Johns Hopkins Center for Health Equity, Kampala, Uganda, 2019
The Johns Hopkins Center for Health Equity conducts research studies that explore approaches to addressing health disparities, trains medical providers in addressing health disparities, and collaborates with global and local communities who are affected by health disparities.

PURPOSE
The Johns Hopkins Center for Health Equity received grant funding to develop a toolkit for measuring the effectiveness of academic and community partnerships within Community Advisory Boards located in Kampala, Uganda and Baltimore, Maryland. The Center wanted community members themselves to design the toolkit so that it would be useful to CABs long into the future.

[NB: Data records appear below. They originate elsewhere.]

//! Single lock store contract and the in-memory implementation.

use std::collections::HashMap;
use std::sync::Mutex;
use std::time::Duration;

use async_trait::async_trait;
use thiserror::Error;
use tokio::time::Instant;

/// Failure talking to one lock store. The manager treats a store error as a
/// "no" vote for that round; it never aborts the quorum on its own.
#[derive(Debug, Error)]
pub enum LockStoreError {
    #[error("lock store error: {0}")]
    Backend(String),
}

/// One independent lock store (one voter in the quorum).
///
/// Implementations must expire entries on their own so a crashed holder
/// cannot pin a key forever.
#[async_trait]
pub trait LockStore: Send + Sync {
    /// Attempt to take `key` for `token` with the given lease duration.
    ///
    /// Returns the store's fencing counter for the key on success (the
    /// counter increments with every successful acquisition), or `None`
    /// when another live token holds the key.
    async fn try_acquire(
        &self,
        key: &str,
        token: &str,
        ttl: Duration,
    ) -> Result<Option<u64>, LockStoreError>;

    /// Release `key` iff it is still held by `token`.
    async fn release(&self, key: &str, token: &str) -> Result<bool, LockStoreError>;

    /// Push the expiry of `key` out by `ttl` iff still held by `token`.
    async fn extend(&self, key: &str, token: &str, ttl: Duration) -> Result<bool, LockStoreError>;
}

#[derive(Debug)]
struct Entry {
    token: String,
    expires_at: Instant,
}

#[derive(Debug, Default)]
struct Inner {
    entries: HashMap<String, Entry>,
    fences: HashMap<String, u64>,
}

/// In-memory lock store for tests/dev. Expiry is lazy: an expired entry is
/// treated as absent at the next touch.
#[derive(Debug, Default)]
pub struct InMemoryLockStore {
    inner: Mutex<Inner>,
}

impl InMemoryLockStore {
    pub fn new() -> Self {
        Self::default()
    }
}

#[async_trait]
impl LockStore for InMemoryLockStore {
    async fn try_acquire(
        &self,
        key: &str,
        token: &str,
        ttl: Duration,
    ) -> Result<Option<u64>, LockStoreError> {
        let mut inner = self.inner.lock().unwrap();
        let now = Instant::now();

        if let Some(entry) = inner.entries.get(key) {
            if entry.expires_at > now && entry.token != token {
                return Ok(None);
            }
        }

        inner.entries.insert(
            key.to_string(),
            Entry {
                token: token.to_string(),
                expires_at: now + ttl,
            },
        );
        let fence = inner.fences.entry(key.to_string()).or_insert(0);
        *fence += 1;
        Ok(Some(*fence))
    }

    async fn release(&self, key: &str, token: &str) -> Result<bool, LockStoreError> {
        let mut inner = self.inner.lock().unwrap();
        match inner.entries.get(key) {
            Some(entry) if entry.token == token => {
                inner.entries.remove(key);
                Ok(true)
            }
            _ => Ok(false),
        }
    }

    async fn extend(&self, key: &str, token: &str, ttl: Duration) -> Result<bool, LockStoreError> {
        let mut inner = self.inner.lock().unwrap();
        let now = Instant::now();
        match inner.entries.get_mut(key) {
            Some(entry) if entry.token == token && entry.expires_at > now => {
                entry.expires_at = now + ttl;
                Ok(true)
            }
            _ => Ok(false),
        }
    }
}

#[cfg(test)]
mod tests {
    use super::*;

    #[tokio::test(start_paused = true)]
    async fn second_token_is_refused_until_expiry() {
        let store = InMemoryLockStore::new();
        let ttl = Duration::from_millis(500);

        let fence = store.try_acquire("book:1", "a", ttl).await.unwrap();
        assert!(fence.is_some());
        assert!(store.try_acquire("book:1", "b", ttl).await.unwrap().is_none());

        tokio::time::advance(Duration::from_millis(600)).await;
        assert!(store.try_acquire("book:1", "b", ttl).await.unwrap().is_some());
    }

    #[tokio::test(start_paused = true)]
    async fn fencing_counter_is_monotonic_per_key() {
        let store = InMemoryLockStore::new();
        let ttl = Duration::from_millis(100);

        let first = store.try_acquire("k", "a", ttl).await.unwrap().unwrap();
        store.release("k", "a").await.unwrap();
        let second = store.try_acquire("k", "b", ttl).await.unwrap().unwrap();
        assert!(second > first);
    }

    #[tokio::test(start_paused = true)]
    async fn release_requires_matching_token() {
        let store = InMemoryLockStore::new();
        let ttl = Duration::from_millis(500);

        store.try_acquire("k", "a", ttl).await.unwrap();
        assert!(!store.release("k", "b").await.unwrap());
        assert!(store.release("k", "a").await.unwrap());
    }

    #[tokio::test(start_paused = true)]
    async fn extend_fails_after_expiry() {
        let store = InMemoryLockStore::new();
        let ttl = Duration::from_millis(100);

        store.try_acquire("k", "a", ttl).await.unwrap();
        assert!(store.extend("k", "a", ttl).await.unwrap());

        tokio::time::advance(Duration::from_millis(250)).await;
        assert!(!store.extend("k", "a", ttl).await.unwrap());
    }
}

When I joined the team to facilitate the human centered design process, I shared with my partners at the Center that the most effective HCD processes are open to pursuing whatever problem definition and approach the community identifies for themselves. The Center demonstrated their trust in the HCD process and their commitment to being community led by moving forward with the HCD process with a willingness to accept that CAB members might identify something other than an evaluation tool as their priority need.
PROCESS
Along with my partner Nancy Molello, I facilitated a group of about 30 community members and academic researchers who are all a part of Community Advisory Boards (CABs) in Kampala, Uganda and Baltimore, Maryland. I led the group through the entire human centered design process over the course of a 2-day, practice-based training in Kampala. Knowing that there tends to be a large differential between the decision making power of academic partners compared to the decision making power of community partners within a CAB, I carefully created a training agenda that prioritized the perspectives of community members.

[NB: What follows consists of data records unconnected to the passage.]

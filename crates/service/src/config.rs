//! Environment-driven configuration.
//!
//! Every knob has a documented default; unset or malformed variables fall
//! back with a warning rather than aborting startup.

use std::time::Duration;

use circulation_breaker::BreakerConfig;
use circulation_lock::LockConfig;
use circulation_registry::HealthCheckSpec;

/// Default detail-read cache TTL.
const DEFAULT_DETAIL_TTL: Duration = Duration::from_secs(600);

/// Default listing cache TTL. Also the staleness bound if a prefix
/// invalidation is missed while the cache is degraded.
const DEFAULT_LIST_TTL: Duration = Duration::from_secs(300);

/// Default overall deadline for one locked mutation.
const DEFAULT_OPERATION_DEADLINE: Duration = Duration::from_secs(10);

const DEFAULT_EVENT_TOPIC: &str = "library-events";
const DEFAULT_WORK_QUEUE: &str = "book-notifications";
const DEFAULT_CONSUMER_GROUP: &str = "book-service";

/// Cache TTLs per key family.
#[derive(Debug, Clone, Copy)]
pub struct CacheTtls {
    pub detail: Duration,
    pub list: Duration,
}

impl Default for CacheTtls {
    fn default() -> Self {
        Self {
            detail: DEFAULT_DETAIL_TTL,
            list: DEFAULT_LIST_TTL,
        }
    }
}

/// Event channel/topic names.
#[derive(Debug, Clone)]
pub struct ChannelConfig {
    pub event_topic: String,
    pub work_queue: String,
    pub consumer_group: String,
}

impl Default for ChannelConfig {
    fn default() -> Self {
        Self {
            event_topic: DEFAULT_EVENT_TOPIC.to_string(),
            work_queue: DEFAULT_WORK_QUEUE.to_string(),
            consumer_group: DEFAULT_CONSUMER_GROUP.to_string(),
        }
    }
}

/// Full service configuration.
#[derive(Debug, Clone)]
pub struct Config {
    pub cache_ttl: CacheTtls,
    pub lock: LockConfig,
    pub breaker: BreakerConfig,
    pub health: HealthCheckSpec,
    pub channels: ChannelConfig,
    pub operation_deadline: Duration,
}

impl Default for Config {
    fn default() -> Self {
        Self {
            cache_ttl: CacheTtls::default(),
            lock: LockConfig::default(),
            breaker: BreakerConfig::default(),
            health: HealthCheckSpec::default(),
            channels: ChannelConfig::default(),
            operation_deadline: DEFAULT_OPERATION_DEADLINE,
        }
    }
}

impl Config {
    /// Load configuration from the environment, falling back to defaults.
    pub fn from_env() -> Self {
        let defaults = BreakerConfig::default();
        Self {
            cache_ttl: CacheTtls {
                detail: env_secs("CACHE_DETAIL_TTL_SECS", DEFAULT_DETAIL_TTL),
                list: env_secs("CACHE_LIST_TTL_SECS", DEFAULT_LIST_TTL),
            },
            lock: LockConfig {
                lease: env_ms("LOCK_LEASE_MS", LockConfig::default().lease),
                retry_count: env_u32("LOCK_RETRY_COUNT", LockConfig::default().retry_count),
                ..LockConfig::default()
            },
            breaker: BreakerConfig {
                call_timeout: env_ms("BREAKER_TIMEOUT_MS", defaults.call_timeout),
                failure_rate: env_f64("BREAKER_FAILURE_RATE", defaults.failure_rate),
                reset_timeout: env_ms("BREAKER_RESET_MS", defaults.reset_timeout),
                ..defaults
            },
            health: HealthCheckSpec {
                interval: env_secs("HEALTH_INTERVAL_SECS", HealthCheckSpec::default().interval),
                deregister_after: env_secs(
                    "HEALTH_GRACE_SECS",
                    HealthCheckSpec::default().deregister_after,
                ),
                ..HealthCheckSpec::default()
            },
            channels: ChannelConfig {
                event_topic: env_string("EVENT_TOPIC", DEFAULT_EVENT_TOPIC),
                work_queue: env_string("WORK_QUEUE", DEFAULT_WORK_QUEUE),
                consumer_group: env_string("CONSUMER_GROUP", DEFAULT_CONSUMER_GROUP),
            },
            operation_deadline: env_ms("OPERATION_DEADLINE_MS", DEFAULT_OPERATION_DEADLINE),
        }
    }
}

fn env_string(name: &str, default: &str) -> String {
    std::env::var(name).unwrap_or_else(|_| default.to_string())
}

fn env_secs(name: &str, default: Duration) -> Duration {
    parse_env(name)
        .map(Duration::from_secs)
        .unwrap_or(default)
}

fn env_ms(name: &str, default: Duration) -> Duration {
    parse_env(name)
        .map(Duration::from_millis)
        .unwrap_or(default)
}

fn env_u32(name: &str, default: u32) -> u32 {
    parse_env(name).unwrap_or(default)
}

fn env_f64(name: &str, default: f64) -> f64 {
    parse_env(name).unwrap_or(default)
}

fn parse_env<T: std::str::FromStr>(name: &str) -> Option<T> {
    let raw = std::env::var(name).ok()?;
    match raw.parse() {
        Ok(value) => Some(value),
        Err(_) => {
            tracing::warn!(var = name, value = %raw, "ignoring malformed configuration value");
            None
        }
    }
}
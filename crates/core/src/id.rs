//! Strongly-typed identifiers used across the domain.

use core::str::FromStr;

use serde::{Deserialize, Serialize};
use uuid::Uuid;

use crate::error::DomainError;

/// Identifier of a book record (stable across renames and metadata edits).
#[derive(Debug, Copy, Clone, PartialEq, Eq, Hash, Serialize, Deserialize)]
#[serde(transparent)]
pub struct BookId(Uuid);

impl BookId {
    /// Create a new identifier.
    ///
    /// Uses UUIDv7 (time-ordered). Prefer passing IDs explicitly in tests
    /// for determinism.
    pub fn new() -> Self {
        Self(Uuid::now_v7())
    }

    pub fn from_uuid(uuid: Uuid) -> Self {
        Self(uuid)
    }

    pub fn as_uuid(&self) -> &Uuid {
        &self.0
    }
}

impl Default for BookId {
    fn default() -> Self {
        Self::new()
    }
}

impl core::fmt::Display for BookId {
    fn fmt(&self, f: &mut core::fmt::Formatter<'_>) -> core::fmt::Result {
        core::fmt::Display::fmt(&self.0, f)
    }
}

impl From<Uuid> for BookId {
    fn from(value: Uuid) -> Self {
        Self(value)
    }
}

impl From<BookId> for Uuid {
    fn from(value: BookId) -> Self {
        value.0
    }
}

impl FromStr for BookId {
    type Err = DomainError;

    fn from_str(s: &str) -> Result<Self, Self::Err> {
        let uuid = Uuid::from_str(s)
            .map_err(|e| DomainError::invalid_id(format!("BookId: {}", e)))?;
        Ok(Self(uuid))
    }
}
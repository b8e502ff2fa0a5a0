//! Dual-channel event propagation.
//!
//! Every committed change goes to both the ordered log and the work queue.
//! Publish failures are absorbed: by the time we publish, the mutation is
//! durable in the store, and rolling it back for a broker outage would trade
//! correctness for liveness. Consumers are idempotent; the store remains
//! authoritative (accepted eventual consistency between store and stream).

use std::sync::Arc;

use tracing::warn;

use circulation_breaker::{BreakerConfig, CircuitBreaker};
use circulation_events::{ChangeEvent, EventEnvelope, EventLog, WorkQueue};
use circulation_observability::Metrics;

pub struct EventPropagator {
    log: Arc<dyn EventLog>,
    queue: Arc<dyn WorkQueue>,
    breaker: CircuitBreaker,
    metrics: Arc<Metrics>,
    topic: String,
    queue_name: String,
}

impl EventPropagator {
    pub fn new(
        log: Arc<dyn EventLog>,
        queue: Arc<dyn WorkQueue>,
        metrics: Arc<Metrics>,
        breaker_config: BreakerConfig,
        topic: impl Into<String>,
        queue_name: impl Into<String>,
    ) -> Self {
        let listener_metrics = metrics.clone();
        Self {
            log,
            queue,
            breaker: CircuitBreaker::new("events", breaker_config)
                .with_listener(move |_, _| listener_metrics.record_breaker_transition()),
            metrics,
            topic: topic.into(),
            queue_name: queue_name.into(),
        }
    }

    /// Publish one committed change to both channels, best effort.
    pub async fn publish(&self, event: ChangeEvent) {
        let envelope = EventEnvelope::new(event);

        if let Err(err) = self.breaker.call(self.log.publish(&self.topic, &envelope)).await {
            warn!(
                topic = %self.topic,
                event_id = %envelope.event_id(),
                error = %err,
                "event log publish failed; continuing"
            );
            self.metrics.record_publish_failure();
        }

        if let Err(err) = self
            .breaker
            .call(self.queue.enqueue(&self.queue_name, &envelope))
            .await
        {
            warn!(
                queue = %self.queue_name,
                event_id = %envelope.event_id(),
                error = %err,
                "work queue publish failed; continuing"
            );
            self.metrics.record_publish_failure();
        }
    }
}
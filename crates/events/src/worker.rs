//! Queue consumer loop.
//!
//! Drives an idempotent handler over one queue/group, applying the
//! per-consumer acknowledgement policy. One worker task per consumer name.

use std::sync::Arc;
use std::time::Duration;

use async_trait::async_trait;
use thiserror::Error;
use tokio::sync::watch;
use tokio::task::JoinHandle;
use tracing::warn;

use crate::envelope::EventEnvelope;
use crate::transport::{AckPolicy, WorkQueue};

/// Poll interval when the queue is idle.
const WORKER_TICK: Duration = Duration::from_millis(250);

/// Handler-side processing failure.
#[derive(Debug, Error)]
#[error("handler failed: {0}")]
pub struct HandlerError(pub String);

/// Processes one delivered envelope.
///
/// Must be idempotent: the queue redelivers on reclaim and on requeue.
#[async_trait]
pub trait EventHandler: Send + Sync {
    async fn handle(&self, envelope: &EventEnvelope) -> Result<(), HandlerError>;
}

/// Handle to control and join a background worker.
#[derive(Debug)]
pub struct WorkerHandle {
    shutdown: watch::Sender<bool>,
    join: JoinHandle<()>,
}

impl WorkerHandle {
    /// Request graceful shutdown and wait for the worker to stop.
    pub async fn shutdown(self) {
        let _ = self.shutdown.send(true);
        let _ = self.join.await;
    }
}

/// Generic queue worker loop.
#[derive(Debug)]
pub struct QueueWorker;

impl QueueWorker {
    /// Spawn a task that processes deliveries from `queue_name`.
    ///
    /// - `handler`: must be idempotent (at-least-once delivery safe)
    /// - `policy`: what to do with a delivery whose handler fails
    pub fn spawn(
        name: &'static str,
        queue: Arc<dyn WorkQueue>,
        queue_name: impl Into<String>,
        group: impl Into<String>,
        consumer: impl Into<String>,
        policy: AckPolicy,
        handler: Arc<dyn EventHandler>,
    ) -> WorkerHandle {
        let (shutdown_tx, shutdown_rx) = watch::channel(false);
        let queue_name = queue_name.into();
        let group = group.into();
        let consumer = consumer.into();

        let join = tokio::spawn(async move {
            worker_loop(
                name,
                queue,
                &queue_name,
                &group,
                &consumer,
                policy,
                handler,
                shutdown_rx,
            )
            .await;
        });

        WorkerHandle {
            shutdown: shutdown_tx,
            join,
        }
    }
}

#[allow(clippy::too_many_arguments)]
async fn worker_loop(
    name: &'static str,
    queue: Arc<dyn WorkQueue>,
    queue_name: &str,
    group: &str,
    consumer: &str,
    policy: AckPolicy,
    handler: Arc<dyn EventHandler>,
    shutdown_rx: watch::Receiver<bool>,
) {
    loop {
        if *shutdown_rx.borrow() {
            break;
        }

        let delivery = match queue.dequeue(queue_name, group, consumer, WORKER_TICK).await {
            Ok(Some(delivery)) => delivery,
            Ok(None) => continue,
            Err(err) => {
                warn!(worker = name, error = %err, "queue dequeue failed");
                tokio::time::sleep(WORKER_TICK).await;
                continue;
            }
        };

        match handler.handle(&delivery.envelope).await {
            Ok(()) => {
                if let Err(err) = queue.ack(queue_name, group, &delivery).await {
                    // The message will be redelivered; the handler is
                    // idempotent, so this only costs a duplicate.
                    warn!(worker = name, error = %err, "ack failed");
                }
            }
            Err(err) => {
                warn!(
                    worker = name,
                    event_id = %delivery.envelope.event_id(),
                    attempts = delivery.attempts,
                    error = %err,
                    "handler failed"
                );
                let requeue = matches!(policy, AckPolicy::Requeue);
                if let Err(nack_err) = queue.nack(queue_name, group, &delivery, requeue).await {
                    warn!(worker = name, error = %nack_err, "nack failed");
                }
            }
        }
    }
}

Following the training, prototyping teams tested and iterated their low-fidelity prototypes within their respective CABs.
OUTCOME
The training cohort developed three different prototypes which focus on improving community engagement, democratizing budgeting and work planning, and training CAB members for equitable collaboration. These prototypes will be combined, tested, and implemented across CABs in both Kampala, Uganda and Baltimore, Maryland.
Many community members and academic researchers shared that learning the HCD process had a significant impact on how they will approach their work into the future.